The records should be restated exactly from their first line through the line with "the backends of" in it.

═════ Data extract

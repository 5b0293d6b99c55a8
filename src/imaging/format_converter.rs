//! WebP/AVIF conversion with ordered fallback across backends.
//!
//! The converter owns one priority-ordered list of
//! [`ConversionBackend`]s. For a requested format it walks the backends of
//! that format in order, skips unavailable ones, and returns the destination
//! of the first successful conversion. Running out of backends is a soft
//! failure: `None` plus a warning, never an error.

use super::binaries::{BinaryProbe, BinaryTool};
use super::calculations::with_extension;
use super::converters::{
    BinaryBackend, ConversionBackend, ImageCrateBackend, LibWebpBackend, is_readable_file,
};
use super::params::{Quality, TargetFormat};
use std::path::{Path, PathBuf};
use std::sync::Arc;
use tracing::{error, info, warn};

/// Support flags for both derivative formats.
#[derive(Debug, Clone, Copy, PartialEq, Eq, serde::Serialize)]
pub struct SupportedFormats {
    pub webp: bool,
    pub avif: bool,
}

pub struct FormatConverter {
    backends: Vec<Box<dyn ConversionBackend>>,
    probe: Option<Arc<BinaryProbe>>,
}

impl FormatConverter {
    /// Converter over `backends`, tried in the given order.
    pub fn new(backends: Vec<Box<dyn ConversionBackend>>) -> Self {
        Self {
            backends,
            probe: None,
        }
    }

    /// The production chain: libwebp, then the `image` encoders, then the
    /// external binaries found through `probe`.
    pub fn with_default_backends(probe: Arc<BinaryProbe>) -> Self {
        let mut converter = Self::new(vec![
            Box::new(LibWebpBackend::new()),
            Box::new(ImageCrateBackend::new(TargetFormat::WebP)),
            Box::new(BinaryBackend::new(BinaryTool::Cwebp, probe.clone())),
            Box::new(ImageCrateBackend::new(TargetFormat::Avif)),
            Box::new(BinaryBackend::new(BinaryTool::Cavif, probe.clone())),
        ]);
        converter.probe = Some(probe);
        converter
    }

    /// Directory searched for `cwebp`/`cavif`, when binary backends are wired.
    pub fn bin_dir(&self) -> Option<&Path> {
        self.probe.as_deref().map(BinaryProbe::bin_dir)
    }

    fn backends_for(&self, format: TargetFormat) -> impl Iterator<Item = &dyn ConversionBackend> {
        self.backends
            .iter()
            .map(|b| b.as_ref())
            .filter(move |b| b.format() == format)
    }

    /// Convert to WebP. `destination` defaults to `source` with a `.webp` extension.
    pub fn convert_to_webp(
        &self,
        source: &Path,
        quality: u32,
        destination: Option<&Path>,
    ) -> Option<PathBuf> {
        self.convert(TargetFormat::WebP, source, quality, destination)
    }

    /// Convert to AVIF. `destination` defaults to `source` with a `.avif` extension.
    pub fn convert_to_avif(
        &self,
        source: &Path,
        quality: u32,
        destination: Option<&Path>,
    ) -> Option<PathBuf> {
        self.convert(TargetFormat::Avif, source, quality, destination)
    }

    /// Convert `source` to `format`, returning the written path.
    ///
    /// Quality is clamped into 1..=100. Returns `None` without touching any
    /// backend when the source cannot be read or the destination is the
    /// source itself.
    pub fn convert(
        &self,
        format: TargetFormat,
        source: &Path,
        quality: u32,
        destination: Option<&Path>,
    ) -> Option<PathBuf> {
        if !is_readable_file(source) {
            error!(source = %source.display(), "Source image does not exist or is not readable");
            return None;
        }

        let quality = Quality::new(quality);
        let destination = destination
            .map(Path::to_path_buf)
            .unwrap_or_else(|| with_extension(source, format.extension()));
        if destination == source {
            warn!(%format, source = %source.display(), "Source is already in the target format");
            return None;
        }

        for (attempt, backend) in self
            .backends_for(format)
            .filter(|b| b.is_available())
            .enumerate()
        {
            if attempt > 0 {
                info!(backend = backend.name(), %format, "Falling back to next conversion backend");
            }
            if backend.convert(source, &destination, quality) {
                return Some(destination);
            }
        }

        warn!(%format, source = %source.display(), "No conversion backend could produce this format");
        None
    }

    pub fn is_webp_supported(&self) -> bool {
        self.is_supported(TargetFormat::WebP)
    }

    pub fn is_avif_supported(&self) -> bool {
        self.is_supported(TargetFormat::Avif)
    }

    /// True when at least one backend for `format` reports availability.
    pub fn is_supported(&self, format: TargetFormat) -> bool {
        self.backends_for(format).any(|b| b.is_available())
    }

    pub fn supported_formats(&self) -> SupportedFormats {
        SupportedFormats {
            webp: self.is_webp_supported(),
            avif: self.is_avif_supported(),
        }
    }
}
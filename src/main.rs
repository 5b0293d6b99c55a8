use clap::{Parser, Subcommand};
use slider_media::config::SliderConfig;
use slider_media::generator::ResponsiveImageGenerator;
use slider_media::store::{BreakpointRepository, CropRepository, JsonStore};
use slider_media::types::ResponsiveCrop;
use slider_media::upload::{UploadCompressedImages, UploadFiles, UploadParams, UploadedFile};
use slider_media::{breakpoints, config, output};
use std::path::{Path, PathBuf};
use tracing_subscriber::EnvFilter;

#[derive(Parser)]
#[command(name = "slider-media")]
#[command(about = "Responsive images for banner sliders")]
#[command(long_about = "\
Responsive images for banner sliders

Each banner crop is cut out of its source image per breakpoint, resized to
the breakpoint width, and converted to WebP and AVIF when an encoder is
available. Generated files land in the media directory:

  media/banner_slider/responsive/<banner id>/<breakpoint>_<hash>.<ext>

Optional cwebp/cavif binaries are picked up from <root>/vendor/bin.
Set RUST_LOG (e.g. RUST_LOG=debug) to change log verbosity.

Run 'slider-media gen-config' to generate a documented config.toml.")]
#[command(version)]
struct Cli {
    /// Application root (holds config.toml, the media directory, vendor/bin)
    #[arg(long, default_value = ".", global = true)]
    root: PathBuf,

    #[command(subcommand)]
    command: Command,
}

/// Crop parameters submitted with an upload.
#[derive(clap::Args, Clone)]
struct CropArgs {
    #[arg(long)]
    crop_x: Option<u32>,
    #[arg(long)]
    crop_y: Option<u32>,
    #[arg(long)]
    crop_width: Option<u32>,
    #[arg(long)]
    crop_height: Option<u32>,
    #[arg(long)]
    webp_quality: Option<u32>,
    #[arg(long)]
    avif_quality: Option<u32>,
}

impl From<CropArgs> for UploadParams {
    fn from(args: CropArgs) -> Self {
        UploadParams {
            crop_x: args.crop_x,
            crop_y: args.crop_y,
            crop_width: args.crop_width,
            crop_height: args.crop_height,
            webp_quality: args.webp_quality,
            avif_quality: args.avif_quality,
        }
    }
}

#[derive(Subcommand)]
enum Command {
    /// Show which crop adapter and derivative formats are available
    Formats,
    /// Create the default desktop/tablet/mobile breakpoints for a slider
    SeedBreakpoints {
        #[arg(long)]
        slider: u32,
    },
    /// Regenerate every crop of a banner
    Generate {
        #[arg(long)]
        banner: u32,
    },
    /// Regenerate a single crop
    GenerateCrop {
        #[arg(long)]
        crop: u32,
    },
    /// Store client-compressed images for a crop
    Upload {
        #[arg(long)]
        crop: u32,
        /// Cropped primary image
        #[arg(long)]
        cropped: Option<PathBuf>,
        /// MIME type of the cropped image (default image/jpeg)
        #[arg(long, requires = "cropped")]
        mime: Option<String>,
        #[arg(long)]
        webp: Option<PathBuf>,
        #[arg(long)]
        avif: Option<PathBuf>,
        #[command(flatten)]
        params: CropArgs,
    },
    /// Print a stock config.toml with all options documented
    GenConfig,
}

fn main() -> Result<(), Box<dyn std::error::Error>> {
    let cli = Cli::parse();
    init_logging();

    match cli.command {
        Command::Formats => {
            let app = App::load(&cli.root)?;
            let converter = app.generator.converter();
            output::print_formats(
                converter.supported_formats(),
                app.generator.crop_processor().available_adapter_name(),
                converter.bin_dir(),
            );
        }
        Command::SeedBreakpoints { slider } => {
            let app = App::load(&cli.root)?;
            let created = breakpoints::create_for_slider(&app.store, slider);
            output::print_breakpoints(&created);
        }
        Command::Generate { banner } => {
            let app = App::load(&cli.root)?;
            let total = app.store.crops_for_banner(banner)?.len();
            let crops = app
                .generator
                .generate_for_banner(&app.store, &app.store, banner)?;
            output::print_generate_output(banner, &crops, total);
        }
        Command::GenerateCrop { crop } => {
            let app = App::load(&cli.root)?;
            let generated = app.generate_one(crop)?;
            output::print_crop(&generated);
        }
        Command::Upload {
            crop,
            cropped,
            mime,
            webp,
            avif,
            params,
        } => {
            let app = App::load(&cli.root)?;
            let files = UploadFiles {
                cropped: cropped.map(|p| UploadedFile::new(p, mime.as_deref())),
                webp: webp.map(|p| UploadedFile::new(p, None)),
                avif: avif.map(|p| UploadedFile::new(p, None)),
            };
            let uploader = UploadCompressedImages::new(&app.generator)
                .with_max_file_size(app.config.upload.max_file_size);
            let stored = uploader.upload(&app.store, &app.store, crop, &files, &params.into())?;
            output::print_crop(&stored);
        }
        Command::GenConfig => {
            print!("{}", config::stock_config_toml());
        }
    }

    Ok(())
}

/// Everything a command needs, wired from `config.toml`.
struct App {
    config: SliderConfig,
    generator: ResponsiveImageGenerator,
    store: JsonStore,
}

impl App {
    fn load(root: &Path) -> Result<Self, Box<dyn std::error::Error>> {
        let config = config::load_config(root)?;
        let generator = ResponsiveImageGenerator::from_config(root, &config);
        let store = JsonStore::open(config.store_path(root))?;
        Ok(Self {
            config,
            generator,
            store,
        })
    }

    fn generate_one(&self, crop_id: u32) -> Result<ResponsiveCrop, Box<dyn std::error::Error>> {
        let mut crop = self
            .store
            .get_crop(crop_id)?
            .ok_or_else(|| format!("Crop {crop_id} not found"))?;
        let breakpoint = self
            .store
            .get_breakpoint(crop.breakpoint_id)?
            .ok_or_else(|| format!("Breakpoint {} not found", crop.breakpoint_id))?;
        self.generator.generate(&mut crop, &breakpoint)?;
        self.store.save_crop(&mut crop)?;
        Ok(crop)
    }
}

/// Compact logs on stderr, filtered by `RUST_LOG` (default `info`).
fn init_logging() {
    let filter = EnvFilter::try_from_default_env().unwrap_or_else(|_| EnvFilter::new("info"));
    tracing_subscriber::fmt()
        .with_env_filter(filter)
        .with_target(false)
        .with_writer(std::io::stderr)
        .compact()
        .init();
}
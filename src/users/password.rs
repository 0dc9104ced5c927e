use argon2::{
    password_hash::{PasswordHash, PasswordHasher, PasswordVerifier, SaltString},
    Argon2,
};
use rand::rngs::OsRng;

/// Hash a plaintext password into a PHC string with a fresh random salt.
pub fn hash_password(plain: &str) -> anyhow::Result<String> {
    let salt = SaltString::generate(&mut OsRng);
    let hash = Argon2::default()
        .hash_password(plain.as_bytes(), &salt)
        .map_err(|e| anyhow::anyhow!("password hashing failed: {}", e))?;
    Ok(hash.to_string())
}

/// Check a plaintext password against a stored PHC hash.
pub fn verify_password(plain: &str, hash: &str) -> anyhow::Result<bool> {
    let parsed =
        PasswordHash::new(hash).map_err(|e| anyhow::anyhow!("malformed password hash: {}", e))?;
    Ok(Argon2::default()
        .verify_password(plain.as_bytes(), &parsed)
        .is_ok())
}
use serde::{Deserialize, Serialize};
use time::OffsetDateTime;
use uuid::Uuid;

use crate::users::repo::User;

/// Request body for `POST /api/users`.
///
/// Required fields are `Option` at the serde layer so a missing field reaches
/// the validation pipeline and gets its literal error message instead of a
/// deserialization rejection.
#[derive(Debug, Deserialize)]
pub struct RegisterRequest {
    pub user_name: Option<String>,
    pub password: Option<String>,
    pub full_name: Option<String>,
    pub nickname: Option<String>,
}

/// Public representation of a created user. The password hash never leaves
/// the repo layer.
#[derive(Debug, Serialize)]
pub struct UserResponse {
    pub id: Uuid,
    pub user_name: String,
    pub full_name: String,
    pub nickname: String,
    #[serde(with = "time::serde::rfc3339")]
    pub date_created: OffsetDateTime,
}

impl From<User> for UserResponse {
    fn from(user: User) -> Self {
        Self {
            id: user.id,
            user_name: user.user_name,
            full_name: user.full_name,
            nickname: user.nickname.unwrap_or_default(),
            date_created: user.date_created,
        }
    }
}

#[cfg(test)]
mod tests {
    use super::*;
    use time::macros::datetime;

    fn sample_user(nickname: Option<&str>) -> User {
        User {
            id: Uuid::new_v4(),
            user_name: "test user_name".to_string(),
            full_name: "test full_name".to_string(),
            nickname: nickname.map(str::to_string),
            password: "$argon2id$v=19$m=19456,t=2,p=1$not-a-real-hash".to_string(),
            date_created: datetime!(2024-01-15 09:30 UTC),
        }
    }

    #[test]
    fn response_never_contains_the_password() {
        let json = serde_json::to_value(UserResponse::from(sample_user(Some("nick")))).unwrap();
        assert!(json.get("password").is_none());
        assert_eq!(json["user_name"], "test user_name");
        assert_eq!(json["full_name"], "test full_name");
        assert_eq!(json["nickname"], "nick");
    }

    #[test]
    fn absent_nickname_serializes_as_empty_string() {
        let json = serde_json::to_value(UserResponse::from(sample_user(None))).unwrap();
        assert_eq!(json["nickname"], "");
        assert_eq!(json["date_created"], "2024-01-15T09:30:00Z");
    }
}
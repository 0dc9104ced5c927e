use axum::{
    http::StatusCode,
    response::{IntoResponse, Response},
    Json,
};
use serde_json::json;
use thiserror::Error;
use tracing::error;

const INTERNAL_SERVER_ERROR_MESSAGE: &str = "Internal server error";

/// Errors a handler can surface to the client.
///
/// Validation failures carry the exact message the client sees; everything
/// else is logged and masked behind a generic 500.
#[derive(Debug, Error)]
pub enum ApiError {
    #[error("{0}")]
    Validation(String),

    #[error(transparent)]
    Database(#[from] sqlx::Error),

    #[error(transparent)]
    Internal(#[from] anyhow::Error),
}

impl ApiError {
    pub fn validation(message: impl Into<String>) -> Self {
        Self::Validation(message.into())
    }
}

impl IntoResponse for ApiError {
    fn into_response(self) -> Response {
        let (status, message) = match self {
            ApiError::Validation(message) => (StatusCode::BAD_REQUEST, message),
            ApiError::Database(e) => {
                error!(error = %e, "database error");
                (
                    StatusCode::INTERNAL_SERVER_ERROR,
                    INTERNAL_SERVER_ERROR_MESSAGE.to_string(),
                )
            }
            ApiError::Internal(e) => {
                error!(error = %e, "internal error");
                (
                    StatusCode::INTERNAL_SERVER_ERROR,
                    INTERNAL_SERVER_ERROR_MESSAGE.to_string(),
                )
            }
        };
        (status, Json(json!({ "error": message }))).into_response()
    }
}

#[cfg(test)]
mod tests {
    use super::*;
    use axum::body::to_bytes;

    async fn body_json(res: Response) -> serde_json::Value {
        let bytes = to_bytes(res.into_body(), usize::MAX)
            .await
            .expect("read body");
        serde_json::from_slice(&bytes).expect("body should be json")
    }

    #[tokio::test]
    async fn validation_maps_to_400_with_error_body() {
        let res = ApiError::validation("Username is already taken").into_response();
        assert_eq!(res.status(), StatusCode::BAD_REQUEST);
        assert_eq!(
            body_json(res).await,
            json!({ "error": "Username is already taken" })
        );
    }

    #[tokio::test]
    async fn database_errors_are_masked() {
        let res = ApiError::Database(sqlx::Error::PoolTimedOut).into_response();
        assert_eq!(res.status(), StatusCode::INTERNAL_SERVER_ERROR);
        assert_eq!(
            body_json(res).await,
            json!({ "error": "Internal server error" })
        );
    }

    #[tokio::test]
    async fn internal_errors_are_masked() {
        let res = ApiError::Internal(anyhow::anyhow!("argon2 exploded")).into_response();
        assert_eq!(res.status(), StatusCode::INTERNAL_SERVER_ERROR);
        assert_eq!(
            body_json(res).await,
            json!({ "error": "Internal server error" })
        );
    }
}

══════════

▶ **Completed task**
repository 5b0293d6b99c55a8
filename src/imaging/format_converter.rs
//! WebP/AVIF conversion with ordered fallback across backends.
//!
//! The converter owns one priority-ordered list of
//! [`ConversionBackend`]s. For a requested format it walks the backends of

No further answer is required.